Da hast Du ein starkes Werk über Gedanken Kraft Deiner Gedanken geschaffen. Sehr tiefgründig und überzeugend. 'Wir sind flüchtige Gestalten' - ja! Das hab ich häufig schon als schmerzhaft oder auch ärgerlich empfunden. Und futsch waren sie. Für immer und ewig.

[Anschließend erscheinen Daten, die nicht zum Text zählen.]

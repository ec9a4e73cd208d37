#[cfg(test)]
use axum::Router;

#[cfg(test)]
use crate::core::{app::build_app, config::AppConfig};

#[cfg(test)]
pub fn test_app_config() -> AppConfig {
    AppConfig {
        host: "127.0.0.1".to_string(),
        port: 0,
        cors_allowed_origins: vec!["*".to_string()],
        max_request_body_size: 1024 * 1024,
    }
}

/// Feature routes wrapped in the same layers and fallbacks as the server
#[cfg(test)]
pub fn test_app(routes: Router) -> Router {
    build_app(routes, &test_app_config())
}
use axum::{
    body::Body,
    extract::{rejection::JsonRejection, FromRequest, FromRequestParts, Path, Request},
    http::request::Parts,
    response::{IntoResponse, Response},
    Json,
};
use serde::de::DeserializeOwned;

use crate::core::error::AppError;

/// Custom JSON extractor that provides consistent error responses
pub struct AppJson<T>(pub T);

impl<T, S> FromRequest<S> for AppJson<T>
where
    T: DeserializeOwned,
    S: Send + Sync,
{
    type Rejection = AppJsonRejection;

    async fn from_request(req: Request<Body>, state: &S) -> Result<Self, Self::Rejection> {
        match Json::<T>::from_request(req, state).await {
            Ok(value) => Ok(Self(value.0)),
            Err(rejection) => Err(AppJsonRejection(rejection)),
        }
    }
}

pub struct AppJsonRejection(JsonRejection);

impl IntoResponse for AppJsonRejection {
    fn into_response(self) -> Response {
        let message = match self.0 {
            JsonRejection::JsonDataError(err) => format!("Invalid JSON data: {}", err),
            JsonRejection::JsonSyntaxError(err) => format!("Invalid JSON syntax: {}", err),
            JsonRejection::MissingJsonContentType(err) => {
                format!("Missing JSON content type: {}", err)
            }
            _ => "Failed to parse JSON body".to_string(),
        };

        AppError::BadRequest(message).into_response()
    }
}

/// Path extractor whose rejection is a JSON 404.
///
/// A segment that does not parse (e.g. `/questions/abc`) is treated as a
/// route that does not exist.
pub struct AppPath<T>(pub T);

impl<T, S> FromRequestParts<S> for AppPath<T>
where
    T: DeserializeOwned + Send,
    S: Send + Sync,
{
    type Rejection = AppError;

    async fn from_request_parts(parts: &mut Parts, state: &S) -> Result<Self, Self::Rejection> {
        match Path::<T>::from_request_parts(parts, state).await {
            Ok(Path(value)) => Ok(Self(value)),
            Err(rejection) => Err(AppError::NotFound(rejection.body_text())),
        }
    }
}
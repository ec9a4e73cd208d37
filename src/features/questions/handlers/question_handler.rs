use std::sync::Arc;

use axum::{
    extract::{Query, State},
    Json,
};

use crate::core::error::{AppError, Result};
use crate::core::extractor::{AppJson, AppPath};
use crate::features::questions::dtos::{
    CategoryQuestionsResponseDto, CreateQuestionDto, QuestionPageResponseDto,
    QuestionSearchResponseDto, SearchQuestionsDto,
};
use crate::features::questions::services::QuestionService;
use crate::shared::types::{ErrorResponse, PageQuery, SuccessResponse};
use crate::shared::validation::validate_body;

/// List questions, ten per page
///
/// Pages past the last one are reported as 404 rather than an empty list.
#[utoipa::path(
    get,
    path = "/questions",
    params(PageQuery),
    responses(
        (status = 200, description = "Page of questions", body = QuestionPageResponseDto),
        (status = 404, description = "Empty page or no categories", body = ErrorResponse),
        (status = 422, description = "Questions could not be read", body = ErrorResponse),
    ),
    tag = "questions"
)]
pub async fn list_questions(
    State(service): State<Arc<QuestionService>>,
    Query(query): Query<PageQuery>,
) -> Result<Json<QuestionPageResponseDto>> {
    let page = service.list_page(query.page()).await?;
    Ok(Json(page))
}

/// Delete a question
#[utoipa::path(
    delete,
    path = "/questions/{question_id}",
    params(
        ("question_id" = i32, Path, description = "Question id")
    ),
    responses(
        (status = 200, description = "Question deleted", body = SuccessResponse),
        (status = 404, description = "Question not found", body = ErrorResponse),
        (status = 500, description = "Delete failed", body = ErrorResponse),
    ),
    tag = "questions"
)]
pub async fn delete_question(
    State(service): State<Arc<QuestionService>>,
    AppPath(question_id): AppPath<i32>,
) -> Result<Json<SuccessResponse>> {
    service.delete(question_id).await?;
    Ok(Json(SuccessResponse::ok()))
}

/// Add a question
///
/// The id of the new question is not returned.
#[utoipa::path(
    post,
    path = "/questions",
    request_body = CreateQuestionDto,
    responses(
        (status = 200, description = "Question created", body = SuccessResponse),
        (status = 400, description = "Missing or malformed fields", body = ErrorResponse),
        (status = 500, description = "Insert failed", body = ErrorResponse),
    ),
    tag = "questions"
)]
pub async fn create_question(
    State(service): State<Arc<QuestionService>>,
    AppJson(dto): AppJson<CreateQuestionDto>,
) -> Result<Json<SuccessResponse>> {
    validate_body(&dto)?;

    let question = dto
        .into_new_question()
        .ok_or_else(|| AppError::BadRequest("incomplete question".to_string()))?;

    service.create(question).await?;
    Ok(Json(SuccessResponse::ok()))
}

/// Search questions by a case-insensitive substring
#[utoipa::path(
    post,
    path = "/questions/search",
    request_body = SearchQuestionsDto,
    responses(
        (status = 200, description = "Matching questions", body = QuestionSearchResponseDto),
        (status = 400, description = "Missing searchTerm", body = ErrorResponse),
        (status = 500, description = "Search failed", body = ErrorResponse),
    ),
    tag = "questions"
)]
pub async fn search_questions(
    State(service): State<Arc<QuestionService>>,
    AppJson(dto): AppJson<SearchQuestionsDto>,
) -> Result<Json<QuestionSearchResponseDto>> {
    validate_body(&dto)?;

    let term = dto.search_term.unwrap_or_default();
    let results = service.search(&term).await?;
    Ok(Json(results))
}

/// List the questions of one category
#[utoipa::path(
    get,
    path = "/categories/{category_id}/questions",
    params(
        ("category_id" = i32, Path, description = "Category id")
    ),
    responses(
        (status = 200, description = "Questions in the category", body = CategoryQuestionsResponseDto),
        (status = 404, description = "No questions in the category", body = ErrorResponse),
        (status = 500, description = "Questions could not be read", body = ErrorResponse),
    ),
    tag = "questions"
)]
pub async fn list_questions_by_category(
    State(service): State<Arc<QuestionService>>,
    AppPath(category_id): AppPath<i32>,
) -> Result<Json<CategoryQuestionsResponseDto>> {
    let questions = service.list_by_category(category_id).await?;
    Ok(Json(questions))
}
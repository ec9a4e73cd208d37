use axum::{extract::DefaultBodyLimit, middleware::from_fn, Router};
use tower_http::request_id::{PropagateRequestIdLayer, SetRequestIdLayer};
use tower_http::trace::{DefaultOnRequest, DefaultOnResponse, TraceLayer};
use tracing::Level;

use crate::core::config::AppConfig;
use crate::core::middleware;

/// Wrap feature routes with the app-wide fallbacks and layers
pub fn build_app(routes: Router, config: &AppConfig) -> Router {
    routes
        .fallback(middleware::not_found_fallback)
        .method_not_allowed_fallback(middleware::method_not_allowed_fallback)
        .layer(DefaultBodyLimit::max(config.max_request_body_size))
        .layer(middleware::cors_layer(&config.cors_allowed_origins))
        .layer(from_fn(middleware::cors_headers_middleware))
        // Propagate X-Request-Id to response headers
        .layer(PropagateRequestIdLayer::x_request_id())
        .layer(
            TraceLayer::new_for_http()
                .make_span_with(middleware::MakeSpanWithRequestId)
                .on_request(DefaultOnRequest::new().level(Level::INFO))
                .on_response(DefaultOnResponse::new().level(Level::INFO)),
        )
        // Generate X-Request-Id using UUID v7 (or use client-provided one)
        .layer(SetRequestIdLayer::x_request_id(middleware::MakeRequestUuid))
}
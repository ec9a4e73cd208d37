use sqlx::FromRow;

/// Database model for category
#[derive(Debug, Clone, PartialEq, Eq, FromRow)]
pub struct Category {
    pub id: i32,
    #[sqlx(rename = "type")]
    pub category_type: String,
}
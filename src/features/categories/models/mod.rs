mod category;

pub use category::Category;
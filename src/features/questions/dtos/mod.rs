mod question_dto;

pub use question_dto::*;
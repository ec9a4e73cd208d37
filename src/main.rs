mod core;
mod features;
mod modules;
mod shared;

use crate::core::config::Config;
use crate::core::openapi::{ApiDoc, SwaggerInfoModifier};
use crate::core::{app, database, middleware};
use crate::features::categories::{routes as categories_routes, CategoryService};
use crate::features::questions::{routes as questions_routes, QuestionService};
use crate::features::quizzes::{routes as quizzes_routes, QuizService};
use crate::modules::store::{PgTriviaStore, TriviaStore};
use axum::{middleware::from_fn, Router};
use std::sync::Arc;
use tracing_subscriber::{layer::SubscriberExt, util::SubscriberInitExt};
use utoipa::Modify;
use utoipa::OpenApi;
use utoipa_swagger_ui::SwaggerUi;

fn main() -> anyhow::Result<()> {
    // Build Tokio runtime with configurable worker threads
    let worker_threads = std::env::var("TOKIO_WORKER_THREADS")
        .ok()
        .and_then(|s| s.parse().ok())
        .unwrap_or_else(|| {
            std::thread::available_parallelism()
                .map(|p| p.get())
                .unwrap_or(4)
        });

    let runtime = tokio::runtime::Builder::new_multi_thread()
        .worker_threads(worker_threads)
        .enable_all()
        .build()?;

    runtime.block_on(async_main(worker_threads))
}

async fn async_main(worker_threads: usize) -> anyhow::Result<()> {
    // Load .env file BEFORE initializing logger so RUST_LOG is available
    let _ = dotenvy::dotenv();

    tracing_subscriber::registry()
        .with(
            tracing_subscriber::EnvFilter::try_from_default_env().unwrap_or_else(|_| "info".into()),
        )
        .with(tracing_subscriber::fmt::layer())
        .init();

    let config = Config::from_env().map_err(|e| anyhow::anyhow!(e))?;
    tracing::info!(
        "Configuration loaded: tokio_worker_threads={}, pid={}",
        worker_threads,
        std::process::id()
    );

    let pool = database::create_pool(&config.database).await?;

    tracing::info!("Running database migrations...");
    database::run_migrations(&pool)
        .await
        .map_err(|e| anyhow::anyhow!("Migration failed: {}", e))?;
    tracing::info!("Database migrations completed successfully");

    // One store handle shared by every service
    let store: Arc<dyn TriviaStore> = Arc::new(PgTriviaStore::new(pool.clone()));

    let category_service = Arc::new(CategoryService::new(Arc::clone(&store)));
    let question_service = Arc::new(QuestionService::new(Arc::clone(&store)));
    let quiz_service = Arc::new(QuizService::new(Arc::clone(&store)));
    tracing::info!("Trivia services initialized");

    // Build application router with dynamic swagger config
    let swagger_modifier = SwaggerInfoModifier {
        title: config.swagger.title.clone(),
        version: config.swagger.version.clone(),
        description: config.swagger.description.clone(),
    };

    let mut openapi = ApiDoc::openapi();
    swagger_modifier.modify(&mut openapi);

    let swagger = if let Some(credentials) = config.swagger.credentials() {
        tracing::info!("Swagger UI basic auth enabled");
        Router::new()
            .merge(SwaggerUi::new("/swagger-ui").url("/api-docs/openapi.json", openapi))
            .layer(from_fn(middleware::basic_auth_middleware(Arc::new(
                credentials,
            ))))
    } else {
        tracing::info!("Swagger UI basic auth disabled (no credentials configured)");
        Router::new().merge(SwaggerUi::new("/swagger-ui").url("/api-docs/openapi.json", openapi))
    };

    // Simple health check endpoint
    async fn health_check() -> axum::http::StatusCode {
        axum::http::StatusCode::OK
    }
    let health_route = Router::new().route("/health", axum::routing::get(health_check));

    let routes = Router::new()
        .merge(swagger)
        .merge(categories_routes::routes(category_service))
        .merge(questions_routes::routes(question_service))
        .merge(quizzes_routes::routes(quiz_service))
        .merge(health_route);

    let app = app::build_app(routes, &config.app);

    let addr = config.app.server_address();
    let socket_addr: std::net::SocketAddr = addr
        .parse()
        .map_err(|e| anyhow::anyhow!("Invalid address: {}", e))?;

    // Use socket2 for TCP listener configuration
    let socket = socket2::Socket::new(
        socket2::Domain::for_address(socket_addr),
        socket2::Type::STREAM,
        Some(socket2::Protocol::TCP),
    )?;

    socket.set_reuse_address(true)?;
    #[cfg(unix)]
    socket.set_reuse_port(true)?;
    socket.set_nodelay(true)?;

    let keepalive = socket2::TcpKeepalive::new().with_time(std::time::Duration::from_secs(60));
    socket.set_tcp_keepalive(&keepalive)?;

    socket.set_nonblocking(true)?;
    socket.bind(&socket_addr.into())?;
    socket.listen(1024)?;

    let listener = tokio::net::TcpListener::from_std(socket.into())?;
    tracing::info!("Server listening on http://{}", addr);
    tracing::info!("Swagger UI available at http://{}/swagger-ui/", addr);

    axum::serve(listener, app)
        .with_graceful_shutdown(shutdown_signal())
        .await?;

    pool.close().await;
    tracing::info!("Database pool closed");

    Ok(())
}

async fn shutdown_signal() {
    if let Err(e) = tokio::signal::ctrl_c().await {
        tracing::error!("Failed to listen for shutdown signal: {}", e);
        std::future::pending::<()>().await;
    }
    tracing::info!("Shutdown signal received");
}
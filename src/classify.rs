use crate::config::TriageConfig;
use crate::filter::{compile_keywords, matches};
use crate::metadata::EmailMetadata;
use regex::Regex;
use serde::{Deserialize, Serialize};
use std::collections::HashMap;

/// The five signal categories. There is deliberately no catch-all: an email
/// matching no rule is dropped, not labelled "other".
#[derive(Debug, Clone, Copy, PartialEq, Eq, Hash, Serialize, Deserialize)]
#[serde(rename_all = "snake_case")]
pub enum EmailType {
    MeetingInvite,
    WorkContext,
    WorkStandalone,
    LifeSignal,
    LifeFinance,
}

impl EmailType {
    pub fn as_str(&self) -> &'static str {
        match self {
            EmailType::MeetingInvite => "meeting_invite",
            EmailType::WorkContext => "work_context",
            EmailType::WorkStandalone => "work_standalone",
            EmailType::LifeSignal => "life_signal",
            EmailType::LifeFinance => "life_finance",
        }
    }
}

struct Rule {
    name: &'static str,
    result: EmailType,
    predicate: Box<dyn Fn(&EmailMetadata) -> bool + Send + Sync>,
}

/// Rule-based type classifier. The decision tree is an ordered list of
/// (predicate, type) pairs evaluated first-match-wins, so the specificity
/// chain doubles as the tie-break: a paid webinar invite matches both the
/// meeting rule and the finance table, and the meeting rule wins because it
/// comes first.
pub struct Classifier {
    rules: Vec<Rule>,
    work_pattern: Option<Regex>,
    life_pattern: Option<Regex>,
    finance_pattern: Option<Regex>,
    sender_weights: HashMap<String, f32>,
    sender_weight_threshold: f32,
}

impl Classifier {
    pub fn new(config: &TriageConfig) -> anyhow::Result<Self> {
        let meeting_pattern = compile_keywords("meeting_keywords", &config.meeting_keywords)?;
        let work_pattern = compile_keywords("work_keywords", &config.work_keywords)?;
        let life_pattern = compile_keywords("life_keywords", &config.life_keywords)?;
        let finance_pattern = compile_keywords("finance_keywords", &config.finance_keywords)?;

        let rules = vec![
            Rule {
                name: "meeting-invite",
                result: EmailType::MeetingInvite,
                predicate: Box::new(|e| e.ical_attached || e.has_video_link),
            },
            Rule {
                name: "calendar-context",
                result: EmailType::WorkContext,
                predicate: {
                    let meeting = meeting_pattern.clone();
                    Box::new(move |e| {
                        e.calendar_event_id.is_some() || matches(&meeting, &e.subject)
                    })
                },
            },
            Rule {
                name: "work-standalone",
                result: EmailType::WorkStandalone,
                predicate: {
                    let work = work_pattern.clone();
                    Box::new(move |e| matches(&work, &e.subject) || matches(&work, &e.snippet))
                },
            },
            Rule {
                name: "life-signal",
                result: EmailType::LifeSignal,
                predicate: {
                    let life = life_pattern.clone();
                    Box::new(move |e| matches(&life, &e.subject) || matches(&life, &e.snippet))
                },
            },
            Rule {
                name: "life-finance",
                result: EmailType::LifeFinance,
                predicate: {
                    let finance = finance_pattern.clone();
                    Box::new(move |e| {
                        matches(&finance, &e.subject) || matches(&finance, &e.snippet)
                    })
                },
            },
        ];

        Ok(Classifier {
            rules,
            work_pattern,
            life_pattern,
            finance_pattern,
            sender_weights: config.sender_weights.clone(),
            sender_weight_threshold: config.sender_weight_threshold,
        })
    }

    /// Assign a type, or `None` when no rule matches (the email is then
    /// dropped silently). Pure function of the metadata: repeated calls
    /// yield the same answer.
    pub fn classify(&self, email: &EmailMetadata) -> Option<EmailType> {
        for rule in &self.rules {
            if (rule.predicate)(email) {
                log::debug!("{}: rule '{}' matched", email.id, rule.name);
                return Some(rule.result);
            }
        }
        log::debug!("{}: no classification rule matched, dropped", email.id);
        None
    }

    /// Continuous work/life lean in [-1.0, 1.0], positive toward work.
    /// Display grouping only; never used for suppression decisions.
    pub fn work_life_score(&self, email: &EmailMetadata) -> f32 {
        let mut score = 0.0f32;

        let weight = self
            .sender_weights
            .get(&email.sender_address)
            .copied()
            .unwrap_or(0.0);
        if weight >= self.sender_weight_threshold {
            score += 0.5;
        }
        if email.calendar_event_id.is_some() || email.ical_attached {
            score += 0.25;
        }

        let text = format!("{} {}", email.subject, email.snippet);
        if matches(&self.work_pattern, &text) {
            score += 0.5;
        }
        if matches(&self.life_pattern, &text) {
            score -= 0.5;
        }
        if matches(&self.finance_pattern, &text) {
            score -= 0.25;
        }

        score.clamp(-1.0, 1.0)
    }
}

Danke Dir für das gelungene Gedicht mit dem wunderschönen Bild von Renoir (von Kindheit an von mir bewundert).
LG Monika

08. Apr 2017

Ich danke dir, liebe Monika. Die Gedanken laufen einfach so, ununterbrochen, und man denkt nicht über sie nach, weil sie selbstverständlich sind. Mit deinem Zuspruch erzeugst du in meinem Kopf - sehr frohe Gedanken! Erst wollte ich den Denker von Rodin dazu einstellen, aber das Renoir-Mädchen, das denkt, ist viel schöner.